Re: [PATCH v2 net-next 00/26] net: introduce and use generic XDP stats

Toke Høiland-Jørgensen <toke@xxxxxxxxxx> · Tue, 30 Nov 2021 17:17:24 +0100

Alexander Lobakin <alexandr.lobakin@xxxxxxxxx> writes:

> From: Alexander Lobakin <alexandr.lobakin@xxxxxxxxx>
> Date: Tue, 23 Nov 2021 17:39:29 +0100
>
> Ok, open questions:
>
> 1. Channels vs queues vs global.
>
> Jakub: no per-channel.
> David (Ahern): it's worth it to separate as Rx/Tx.
> Toke is fine with globals at the end I think?

Well, I don't like throwing data away, so in that sense I do like
per-queue stats, but it's not a very strong preference (i.e., I can live
with either)...

> My point was that for most of the systems we have 1:1 Rx:Tx
> (usually num_online_cpus()), so asking drivers separately for
> the number of RQs and then SQs would end up asking for the same
> number twice.
> But the main reason TBH was that most of the drivers store stats
> on a per-channel basis and I didn't want them to regress in
> functionality. I'm fine with reporting only netdev-wide if
> everyone are.
>
> In case if we keep per-channel: report per-channel only by request
> and cumulative globals by default to not flood the output?

... however if we do go with per-channel stats I do agree that they
shouldn't be in the default output. I guess netlink could still split
them out and iproute2 could just sum them before display?

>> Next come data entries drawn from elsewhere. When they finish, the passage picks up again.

use std::path::Path;

use log::debug;

use crate::error::{Result, SyncError};

use super::Table;

/// Writes `table` to `path` as CSV, header row first, replacing any
/// previous contents.
///
/// # Errors
///
/// Returns an error if the file cannot be created or written.
pub fn write_table(path: &Path, table: &Table) -> Result<()> {
    if let Some(parent) = path.parent().filter(|p| !p.as_os_str().is_empty()) {
        std::fs::create_dir_all(parent)?;
    }

    let mut writer = csv::Writer::from_path(path)?;
    writer.write_record(&table.header)?;
    for row in &table.rows {
        writer.write_record(row)?;
    }
    writer.flush()?;

    debug!(
        "Staged {} rows to {}",
        table.rows.len(),
        path.display()
    );
    Ok(())
}

/// Reads a staged CSV file back as a rectangular block of rows, header
/// included.
///
/// # Errors
///
/// Returns an error if the file cannot be read, a record is malformed, or
/// rows differ in width.
pub fn read_rows(path: &Path) -> Result<Vec<Vec<String>>> {
    let mut reader = csv::ReaderBuilder::new()
        .has_headers(false)
        .from_path(path)?;

    let rows = reader
        .records()
        .map(|record| record.map(|r| r.iter().map(ToString::to_string).collect()))
        .collect::<std::result::Result<Vec<Vec<String>>, csv::Error>>()?;

    if rows.is_empty() {
        return Err(SyncError::Config(format!(
            "staging file {} has no header row",
            path.display()
        )));
    }

    Ok(rows)
}

#[cfg(test)]
mod tests {
    use super::*;

    fn sample_table() -> Table {
        Table {
            header: vec!["Jira URL".to_string(), "Summary".to_string(), "Next".to_string()],
            rows: vec![
                vec![
                    "https://jira.riscv.org/browse/RVS-1".to_string(),
                    "Zfa, Zfh and Zvfh".to_string(),
                    r#"=HYPERLINK("https://jira.riscv.org/browse/RVS-2", "Plan")"#.to_string(),
                ],
                vec![
                    "https://jira.riscv.org/browse/RVG-1".to_string(),
                    String::new(),
                    "https://a\n https://b".to_string(),
                ],
            ],
        }
    }

    #[test]
    fn test_round_trip_preserves_cells() {
        let dir = tempfile::tempdir().unwrap();
        let path = dir.path().join("specs.csv");
        let table = sample_table();

        write_table(&path, &table).unwrap();
        let rows = read_rows(&path).unwrap();

        assert_eq!(rows.len(), 3);
        assert_eq!(rows[0], table.header);
        assert_eq!(rows[1], table.rows[0]);
        assert_eq!(rows[2], table.rows[1]);
    }

    #[test]
    fn test_write_overwrites_previous_run() {
        let dir = tempfile::tempdir().unwrap();
        let path = dir.path().join("groups.csv");

        write_table(&path, &sample_table()).unwrap();
        let header_only = Table {
            header: vec!["Jira URL".to_string()],
            rows: vec![],
        };
        write_table(&path, &header_only).unwrap();

        assert_eq!(read_rows(&path).unwrap(), vec![vec!["Jira URL".to_string()]]);
    }

    #[test]
    fn test_write_creates_parent_directories() {
        let dir = tempfile::tempdir().unwrap();
        let path = dir.path().join("staging").join("specs.csv");

        write_table(&path, &sample_table()).unwrap();

        assert!(path.exists());
    }

    #[test]
    fn test_read_rejects_ragged_rows() {
        let dir = tempfile::tempdir().unwrap();
        let path = dir.path().join("ragged.csv");
        std::fs::write(&path, "a,b\nc\n").unwrap();

        assert!(matches!(read_rows(&path), Err(SyncError::Csv(_))));
    }

    #[test]
    fn test_read_rejects_empty_file() {
        let dir = tempfile::tempdir().unwrap();
        let path = dir.path().join("empty.csv");
        std::fs::write(&path, "").unwrap();

        assert!(matches!(read_rows(&path), Err(SyncError::Config(_))));
    }

    #[test]
    fn test_read_missing_file() {
        let dir = tempfile::tempdir().unwrap();
        assert!(read_rows(&dir.path().join("missing.csv")).is_err());
    }
}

> 2. Count all errors as "drops" vs separately.
>
> Daniel: account everything as drops, plus errors should be
> reported as exceptions for tracing sub.
> Jesper: we shouldn't mix drops and errors.
>
> My point: we shouldn't, that's why there are patches for 2 drivers
> to give errors a separate counter.
> I provided an option either to report all errors together ('errors'
> in stats structure) or to provide individual counters for each of
> them (sonamed ctrs), but personally prefer detailed errors. However,
> they might "go detailed" under trace_xdp_exception() only, sound
> fine (OTOH in RTNL stats we have both "general" errors and detailed
> error counters).

I agree it would be nice to have a separate error counter, but a single
counter is enough when combined with the tracepoints.

> 3. XDP and XSK ctrs separately or not.
>
> My PoV is that those are two quite different worlds.
> However, stats for actions on XSK really make a little sense since
> 99% of time we have xskmap redirect. So I think it'd be fine to just
> expand stats structure with xsk_{rx,tx}_{packets,bytes} and count
> the rest (actions, errors) together with XDP.

A whole set of separate counters for XSK is certainly overkill. No
strong preference as to whether they need a separate counter at all...

> Rest:
>  - don't create a separate `ip` command and report under `-s`;
>  - save some RTNL skb space by skipping zeroed counters.
>
> Also, regarding that I count all on the stack and then add to the
> storage once in a polling cycle -- most drivers don't do that and
> just increment the values in the storage directly, but this can be
> less performant for frequently updated stats (or it's just my
> embedded past).
> Re u64 vs u64_stats_t -- the latter is more universal and
> architecture-friendly, the former is used directly in most of the
> drivers primarily because those drivers and the corresponding HW
> are being run on 64-bit systems in the vast majority of cases, and
> Ethtools stats themselves are not so critical to guard them with
> anti-tearing. Anyways, local64_t is cheap on ARM64/x86_64 I guess?

I'm generally a fan of correctness first, so since you're touching all
the drivers anyway why I'd say go for u64_stats_t :)

-Toke